### [The data]
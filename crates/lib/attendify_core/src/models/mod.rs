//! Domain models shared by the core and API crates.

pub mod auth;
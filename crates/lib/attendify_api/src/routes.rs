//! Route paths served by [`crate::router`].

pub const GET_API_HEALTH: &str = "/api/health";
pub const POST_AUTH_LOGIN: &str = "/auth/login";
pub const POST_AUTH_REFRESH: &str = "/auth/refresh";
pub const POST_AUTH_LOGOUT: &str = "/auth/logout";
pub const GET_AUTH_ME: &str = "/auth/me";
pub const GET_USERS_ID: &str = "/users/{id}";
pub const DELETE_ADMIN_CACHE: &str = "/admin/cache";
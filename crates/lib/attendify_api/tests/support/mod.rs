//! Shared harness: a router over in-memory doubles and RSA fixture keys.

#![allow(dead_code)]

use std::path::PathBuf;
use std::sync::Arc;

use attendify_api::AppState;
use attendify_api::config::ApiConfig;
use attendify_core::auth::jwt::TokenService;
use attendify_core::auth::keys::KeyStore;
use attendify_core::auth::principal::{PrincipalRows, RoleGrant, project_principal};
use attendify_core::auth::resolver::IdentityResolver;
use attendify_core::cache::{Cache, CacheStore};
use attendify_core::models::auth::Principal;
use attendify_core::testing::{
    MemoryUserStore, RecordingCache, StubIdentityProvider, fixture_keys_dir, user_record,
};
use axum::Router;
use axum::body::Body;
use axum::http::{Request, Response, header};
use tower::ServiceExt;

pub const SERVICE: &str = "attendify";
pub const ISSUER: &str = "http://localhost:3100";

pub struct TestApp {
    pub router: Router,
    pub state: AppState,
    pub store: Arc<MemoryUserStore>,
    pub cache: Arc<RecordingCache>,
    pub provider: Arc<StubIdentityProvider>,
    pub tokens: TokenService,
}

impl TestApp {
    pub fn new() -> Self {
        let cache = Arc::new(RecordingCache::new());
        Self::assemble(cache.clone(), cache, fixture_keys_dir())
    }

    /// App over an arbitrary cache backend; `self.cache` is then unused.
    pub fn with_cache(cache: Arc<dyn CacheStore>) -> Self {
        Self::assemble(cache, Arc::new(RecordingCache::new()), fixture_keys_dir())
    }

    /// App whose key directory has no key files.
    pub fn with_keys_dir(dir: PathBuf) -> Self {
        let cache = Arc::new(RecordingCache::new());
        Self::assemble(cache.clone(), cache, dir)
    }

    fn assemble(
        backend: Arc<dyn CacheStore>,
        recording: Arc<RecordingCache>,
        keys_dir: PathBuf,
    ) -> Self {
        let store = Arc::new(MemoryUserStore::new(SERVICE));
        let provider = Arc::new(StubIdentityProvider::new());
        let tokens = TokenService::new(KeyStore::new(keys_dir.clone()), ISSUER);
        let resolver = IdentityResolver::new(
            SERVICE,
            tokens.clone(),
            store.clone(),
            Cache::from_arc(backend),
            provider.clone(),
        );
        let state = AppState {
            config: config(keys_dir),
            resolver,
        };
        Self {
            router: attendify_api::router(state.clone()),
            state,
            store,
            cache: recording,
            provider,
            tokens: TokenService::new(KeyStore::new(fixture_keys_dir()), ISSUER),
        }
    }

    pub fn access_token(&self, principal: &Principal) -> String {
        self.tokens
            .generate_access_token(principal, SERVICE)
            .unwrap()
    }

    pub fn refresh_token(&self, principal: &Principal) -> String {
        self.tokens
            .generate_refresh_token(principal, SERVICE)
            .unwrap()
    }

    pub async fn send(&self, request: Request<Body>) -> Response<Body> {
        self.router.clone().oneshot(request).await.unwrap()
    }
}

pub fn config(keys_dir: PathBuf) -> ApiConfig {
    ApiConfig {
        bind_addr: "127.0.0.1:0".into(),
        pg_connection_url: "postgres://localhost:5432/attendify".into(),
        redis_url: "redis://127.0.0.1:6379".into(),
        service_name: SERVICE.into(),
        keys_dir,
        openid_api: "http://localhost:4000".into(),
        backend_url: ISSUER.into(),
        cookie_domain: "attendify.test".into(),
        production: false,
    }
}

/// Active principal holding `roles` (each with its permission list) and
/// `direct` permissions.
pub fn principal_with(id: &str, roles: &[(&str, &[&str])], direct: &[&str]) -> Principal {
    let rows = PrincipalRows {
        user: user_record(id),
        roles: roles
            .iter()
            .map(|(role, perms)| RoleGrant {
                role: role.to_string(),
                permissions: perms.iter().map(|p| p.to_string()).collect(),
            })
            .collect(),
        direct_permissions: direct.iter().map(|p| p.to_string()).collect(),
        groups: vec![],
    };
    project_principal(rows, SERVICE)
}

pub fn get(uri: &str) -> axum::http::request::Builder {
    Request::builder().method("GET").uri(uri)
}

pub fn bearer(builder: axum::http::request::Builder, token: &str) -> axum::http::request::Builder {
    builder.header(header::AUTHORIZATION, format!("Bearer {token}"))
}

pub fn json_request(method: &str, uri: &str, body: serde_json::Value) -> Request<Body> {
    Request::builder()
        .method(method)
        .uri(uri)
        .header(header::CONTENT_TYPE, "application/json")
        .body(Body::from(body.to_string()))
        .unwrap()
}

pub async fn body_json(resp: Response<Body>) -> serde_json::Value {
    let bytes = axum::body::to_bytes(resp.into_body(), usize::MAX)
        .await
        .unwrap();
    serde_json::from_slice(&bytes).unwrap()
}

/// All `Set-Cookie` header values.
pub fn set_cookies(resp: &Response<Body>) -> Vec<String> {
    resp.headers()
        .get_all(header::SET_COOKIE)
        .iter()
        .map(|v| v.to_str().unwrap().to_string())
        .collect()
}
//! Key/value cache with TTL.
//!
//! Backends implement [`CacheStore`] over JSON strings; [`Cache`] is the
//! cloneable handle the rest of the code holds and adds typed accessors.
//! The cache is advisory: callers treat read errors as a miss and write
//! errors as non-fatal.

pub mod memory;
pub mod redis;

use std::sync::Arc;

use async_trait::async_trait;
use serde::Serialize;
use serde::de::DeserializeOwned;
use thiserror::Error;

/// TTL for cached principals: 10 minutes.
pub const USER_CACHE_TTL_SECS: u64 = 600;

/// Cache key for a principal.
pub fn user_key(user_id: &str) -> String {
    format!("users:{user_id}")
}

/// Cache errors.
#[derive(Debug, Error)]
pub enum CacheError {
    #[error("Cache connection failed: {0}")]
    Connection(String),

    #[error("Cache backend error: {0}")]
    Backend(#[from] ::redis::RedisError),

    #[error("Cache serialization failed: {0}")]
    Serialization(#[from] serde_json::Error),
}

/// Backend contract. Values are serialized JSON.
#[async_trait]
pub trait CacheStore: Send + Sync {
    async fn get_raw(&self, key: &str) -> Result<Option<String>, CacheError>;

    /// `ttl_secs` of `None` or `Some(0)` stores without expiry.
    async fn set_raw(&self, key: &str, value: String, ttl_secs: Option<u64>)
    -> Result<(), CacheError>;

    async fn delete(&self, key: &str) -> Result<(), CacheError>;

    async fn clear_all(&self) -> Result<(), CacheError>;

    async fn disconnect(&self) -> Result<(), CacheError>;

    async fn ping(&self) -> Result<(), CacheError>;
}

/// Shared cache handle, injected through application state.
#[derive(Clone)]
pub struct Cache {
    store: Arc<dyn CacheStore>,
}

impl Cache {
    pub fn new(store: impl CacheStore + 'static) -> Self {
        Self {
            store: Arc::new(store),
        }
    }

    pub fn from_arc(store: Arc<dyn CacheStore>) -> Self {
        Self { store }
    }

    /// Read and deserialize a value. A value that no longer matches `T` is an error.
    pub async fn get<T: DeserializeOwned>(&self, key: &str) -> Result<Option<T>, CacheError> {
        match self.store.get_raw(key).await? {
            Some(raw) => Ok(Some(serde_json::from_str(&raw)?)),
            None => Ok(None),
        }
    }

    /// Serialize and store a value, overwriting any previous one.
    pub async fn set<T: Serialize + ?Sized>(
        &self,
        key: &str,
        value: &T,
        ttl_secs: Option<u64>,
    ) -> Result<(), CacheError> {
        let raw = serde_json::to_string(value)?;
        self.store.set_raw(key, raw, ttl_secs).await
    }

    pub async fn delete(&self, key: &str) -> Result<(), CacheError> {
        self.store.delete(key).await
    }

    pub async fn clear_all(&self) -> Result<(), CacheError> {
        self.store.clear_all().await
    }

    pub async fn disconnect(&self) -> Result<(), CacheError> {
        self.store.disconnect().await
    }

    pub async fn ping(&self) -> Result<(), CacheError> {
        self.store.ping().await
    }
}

### [Your goal]
Reproduce exactly the lines above from the line with "let rows = PrincipalRows" to the line with "pub fn get(uri: &str)", including both, and add nothing.

### [Expected answer]
    let rows = PrincipalRows {
        user: user_record(id),
        roles: roles
            .iter()
            .map(|(role, perms)| RoleGrant {
                role: role.to_string(),
                permissions: perms.iter().map(|p| p.to_string()).collect(),
            })
            .collect(),
        direct_permissions: direct.iter().map(|p| p.to_string()).collect(),
        groups: vec![],
    };
    project_principal(rows, SERVICE)
}

pub fn get(uri: &str) -> axum::http::request::Builder {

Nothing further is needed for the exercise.